Exercise instructions
Keeping every line intact, repeat the data word for word.

Data for the task
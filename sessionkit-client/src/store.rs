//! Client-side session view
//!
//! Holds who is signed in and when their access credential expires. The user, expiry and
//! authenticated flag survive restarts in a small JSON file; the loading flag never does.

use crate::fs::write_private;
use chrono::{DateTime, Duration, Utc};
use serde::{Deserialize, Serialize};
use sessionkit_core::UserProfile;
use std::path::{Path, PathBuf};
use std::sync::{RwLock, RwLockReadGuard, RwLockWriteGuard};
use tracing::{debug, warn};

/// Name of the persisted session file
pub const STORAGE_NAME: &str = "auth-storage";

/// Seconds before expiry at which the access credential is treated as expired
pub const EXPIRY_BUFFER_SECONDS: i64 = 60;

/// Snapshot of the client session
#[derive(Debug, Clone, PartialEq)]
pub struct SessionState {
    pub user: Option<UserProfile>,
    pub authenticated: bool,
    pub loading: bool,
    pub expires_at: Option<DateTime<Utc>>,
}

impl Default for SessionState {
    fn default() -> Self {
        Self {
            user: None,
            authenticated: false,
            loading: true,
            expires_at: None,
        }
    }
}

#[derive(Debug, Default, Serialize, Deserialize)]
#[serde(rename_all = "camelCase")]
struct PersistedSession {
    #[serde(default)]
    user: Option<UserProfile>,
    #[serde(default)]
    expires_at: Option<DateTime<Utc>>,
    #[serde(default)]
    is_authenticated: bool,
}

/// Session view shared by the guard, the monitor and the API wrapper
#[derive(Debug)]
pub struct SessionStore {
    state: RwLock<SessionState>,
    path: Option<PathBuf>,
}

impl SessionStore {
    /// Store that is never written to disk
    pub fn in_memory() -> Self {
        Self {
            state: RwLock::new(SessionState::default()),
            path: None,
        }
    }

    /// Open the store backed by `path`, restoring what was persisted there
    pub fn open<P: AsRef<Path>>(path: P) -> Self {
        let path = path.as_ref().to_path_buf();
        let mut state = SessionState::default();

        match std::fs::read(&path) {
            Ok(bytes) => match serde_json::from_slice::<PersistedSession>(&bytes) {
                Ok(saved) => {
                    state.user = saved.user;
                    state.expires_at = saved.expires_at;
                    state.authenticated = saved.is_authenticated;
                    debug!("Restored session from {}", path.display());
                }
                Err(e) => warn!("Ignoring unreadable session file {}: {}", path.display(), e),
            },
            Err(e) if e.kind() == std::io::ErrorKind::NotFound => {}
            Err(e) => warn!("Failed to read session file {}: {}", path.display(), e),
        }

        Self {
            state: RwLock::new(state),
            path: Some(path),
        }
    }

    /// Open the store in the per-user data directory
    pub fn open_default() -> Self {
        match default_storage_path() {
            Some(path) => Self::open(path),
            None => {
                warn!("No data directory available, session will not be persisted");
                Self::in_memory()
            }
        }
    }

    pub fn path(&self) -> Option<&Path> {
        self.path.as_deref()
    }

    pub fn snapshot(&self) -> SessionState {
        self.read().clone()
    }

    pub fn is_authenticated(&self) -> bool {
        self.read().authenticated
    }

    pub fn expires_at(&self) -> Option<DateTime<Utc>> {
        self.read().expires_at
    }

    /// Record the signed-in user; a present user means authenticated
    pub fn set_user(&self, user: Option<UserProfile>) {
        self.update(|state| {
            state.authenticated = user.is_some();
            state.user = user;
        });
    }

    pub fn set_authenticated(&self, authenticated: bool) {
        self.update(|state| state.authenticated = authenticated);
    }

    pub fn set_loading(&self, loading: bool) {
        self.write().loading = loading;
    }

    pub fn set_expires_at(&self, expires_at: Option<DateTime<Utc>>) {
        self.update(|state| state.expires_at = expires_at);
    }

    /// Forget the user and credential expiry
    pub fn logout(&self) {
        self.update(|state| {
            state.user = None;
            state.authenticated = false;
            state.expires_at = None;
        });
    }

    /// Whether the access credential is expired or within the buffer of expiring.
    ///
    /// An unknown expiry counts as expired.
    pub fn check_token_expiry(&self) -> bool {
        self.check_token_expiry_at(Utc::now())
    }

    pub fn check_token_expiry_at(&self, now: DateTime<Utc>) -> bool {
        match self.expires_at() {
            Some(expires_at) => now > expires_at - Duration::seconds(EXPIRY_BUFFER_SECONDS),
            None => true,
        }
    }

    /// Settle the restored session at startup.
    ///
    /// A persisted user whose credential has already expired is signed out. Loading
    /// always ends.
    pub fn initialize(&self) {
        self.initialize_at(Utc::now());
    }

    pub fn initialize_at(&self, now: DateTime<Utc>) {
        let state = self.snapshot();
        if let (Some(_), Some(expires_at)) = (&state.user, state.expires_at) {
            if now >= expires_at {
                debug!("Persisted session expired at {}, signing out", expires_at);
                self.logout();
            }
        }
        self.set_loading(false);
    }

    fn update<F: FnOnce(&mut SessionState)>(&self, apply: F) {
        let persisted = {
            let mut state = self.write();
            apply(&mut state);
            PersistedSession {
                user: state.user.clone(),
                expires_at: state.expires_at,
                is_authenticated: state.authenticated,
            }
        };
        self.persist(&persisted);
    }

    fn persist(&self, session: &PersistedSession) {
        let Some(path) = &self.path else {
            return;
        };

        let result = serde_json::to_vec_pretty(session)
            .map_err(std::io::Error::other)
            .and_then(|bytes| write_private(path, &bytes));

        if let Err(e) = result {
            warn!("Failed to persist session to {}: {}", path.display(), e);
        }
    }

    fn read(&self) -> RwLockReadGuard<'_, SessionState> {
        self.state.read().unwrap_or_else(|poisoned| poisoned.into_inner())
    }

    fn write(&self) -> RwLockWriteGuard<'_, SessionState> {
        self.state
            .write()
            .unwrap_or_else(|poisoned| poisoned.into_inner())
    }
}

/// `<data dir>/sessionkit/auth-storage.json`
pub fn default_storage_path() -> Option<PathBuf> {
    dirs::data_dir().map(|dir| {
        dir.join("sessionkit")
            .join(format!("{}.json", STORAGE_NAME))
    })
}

Exercise response
filename sessionkit-client/src/store.rs
//! Client-side session view
//!
//! Holds who is signed in and when their access credential expires. The user, expiry and
//! authenticated flag survive restarts in a small JSON file; the loading flag never does.

use crate::fs::write_private;
use chrono::{DateTime, Duration, Utc};
use serde::{Deserialize, Serialize};
use sessionkit_core::UserProfile;
use std::path::{Path, PathBuf};
use std::sync::{RwLock, RwLockReadGuard, RwLockWriteGuard};
use tracing::{debug, warn};

/// Name of the persisted session file
pub const STORAGE_NAME: &str = "auth-storage";

/// Seconds before expiry at which the access credential is treated as expired
pub const EXPIRY_BUFFER_SECONDS: i64 = 60;

/// Snapshot of the client session
#[derive(Debug, Clone, PartialEq)]
pub struct SessionState {
    pub user: Option<UserProfile>,
    pub authenticated: bool,
    pub loading: bool,
    pub expires_at: Option<DateTime<Utc>>,
}

impl Default for SessionState {
    fn default() -> Self {
        Self {
            user: None,
            authenticated: false,
            loading: true,
            expires_at: None,
        }
    }
}

#[derive(Debug, Default, Serialize, Deserialize)]
#[serde(rename_all = "camelCase")]
struct PersistedSession {
    #[serde(default)]
    user: Option<UserProfile>,
    #[serde(default)]
    expires_at: Option<DateTime<Utc>>,
    #[serde(default)]
    is_authenticated: bool,
}

/// Session view shared by the guard, the monitor and the API wrapper
#[derive(Debug)]
pub struct SessionStore {
    state: RwLock<SessionState>,
    path: Option<PathBuf>,
}

impl SessionStore {
    /// Store that is never written to disk
    pub fn in_memory() -> Self {
        Self {
            state: RwLock::new(SessionState::default()),
            path: None,
        }
    }

    /// Open the store backed by `path`, restoring what was persisted there
    pub fn open<P: AsRef<Path>>(path: P) -> Self {
        let path = path.as_ref().to_path_buf();
        let mut state = SessionState::default();

        match std::fs::read(&path) {
            Ok(bytes) => match serde_json::from_slice::<PersistedSession>(&bytes) {
                Ok(saved) => {
                    state.user = saved.user;
                    state.expires_at = saved.expires_at;
                    state.authenticated = saved.is_authenticated;
                    debug!("Restored session from {}", path.display());
                }
                Err(e) => warn!("Ignoring unreadable session file {}: {}", path.display(), e),
            },
            Err(e) if e.kind() == std::io::ErrorKind::NotFound => {}
            Err(e) => warn!("Failed to read session file {}: {}", path.display(), e),
        }

        Self {
            state: RwLock::new(state),
            path: Some(path),
        }
    }

    /// Open the store in the per-user data directory
    pub fn open_default() -> Self {
        match default_storage_path() {
            Some(path) => Self::open(path),
            None => {
                warn!("No data directory available, session will not be persisted");
                Self::in_memory()
            }
        }
    }

    pub fn path(&self) -> Option<&Path> {
        self.path.as_deref()
    }

    pub fn snapshot(&self) -> SessionState {
        self.read().clone()
    }

    pub fn is_authenticated(&self) -> bool {
        self.read().authenticated
    }

    pub fn expires_at(&self) -> Option<DateTime<Utc>> {
        self.read().expires_at
    }

    /// Record the signed-in user; a present user means authenticated
    pub fn set_user(&self, user: Option<UserProfile>) {
        self.update(|state| {
            state.authenticated = user.is_some();
            state.user = user;
        });
    }

    pub fn set_authenticated(&self, authenticated: bool) {
        self.update(|state| state.authenticated = authenticated);
    }

    pub fn set_loading(&self, loading: bool) {
        self.write().loading = loading;
    }

    pub fn set_expires_at(&self, expires_at: Option<DateTime<Utc>>) {
        self.update(|state| state.expires_at = expires_at);
    }

    /// Forget the user and credential expiry
    pub fn logout(&self) {
        self.update(|state| {
            state.user = None;
            state.authenticated = false;
            state.expires_at = None;
        });
    }

    /// Whether the access credential is expired or within the buffer of expiring.
    ///
    /// An unknown expiry counts as expired.
    pub fn check_token_expiry(&self) -> bool {
        self.check_token_expiry_at(Utc::now())
    }

    pub fn check_token_expiry_at(&self, now: DateTime<Utc>) -> bool {
        match self.expires_at() {
            Some(expires_at) => now > expires_at - Duration::seconds(EXPIRY_BUFFER_SECONDS),
            None => true,
        }
    }

    /// Settle the restored session at startup.
    ///
    /// A persisted user whose credential has already expired is signed out. Loading
    /// always ends.
    pub fn initialize(&self) {
        self.initialize_at(Utc::now());
    }

    pub fn initialize_at(&self, now: DateTime<Utc>) {
        let state = self.snapshot();
        if let (Some(_), Some(expires_at)) = (&state.user, state.expires_at) {
            if now >= expires_at {
                debug!("Persisted session expired at {}, signing out", expires_at);
                self.logout();
            }
        }
        self.set_loading(false);
    }

    fn update<F: FnOnce(&mut SessionState)>(&self, apply: F) {
        let persisted = {
            let mut state = self.write();
            apply(&mut state);
            PersistedSession {
                user: state.user.clone(),
                expires_at: state.expires_at,
                is_authenticated: state.authenticated,
            }
        };
        self.persist(&persisted);
    }

    fn persist(&self, session: &PersistedSession) {
        let Some(path) = &self.path else {
            return;
        };

        let result = serde_json::to_vec_pretty(session)
            .map_err(std::io::Error::other)
            .and_then(|bytes| write_private(path, &bytes));

        if let Err(e) = result {
            warn!("Failed to persist session to {}: {}", path.display(), e);
        }
    }

    fn read(&self) -> RwLockReadGuard<'_, SessionState> {
        self.state.read().unwrap_or_else(|poisoned| poisoned.into_inner())
    }

    fn write(&self) -> RwLockWriteGuard<'_, SessionState> {
        self.state
            .write()
            .unwrap_or_else(|poisoned| poisoned.into_inner())
    }
}

/// `<data dir>/sessionkit/auth-storage.json`
pub fn default_storage_path() -> Option<PathBuf> {
    dirs::data_dir().map(|dir| {
        dir.join("sessionkit")
            .join(format!("{}.json", STORAGE_NAME))
    })
}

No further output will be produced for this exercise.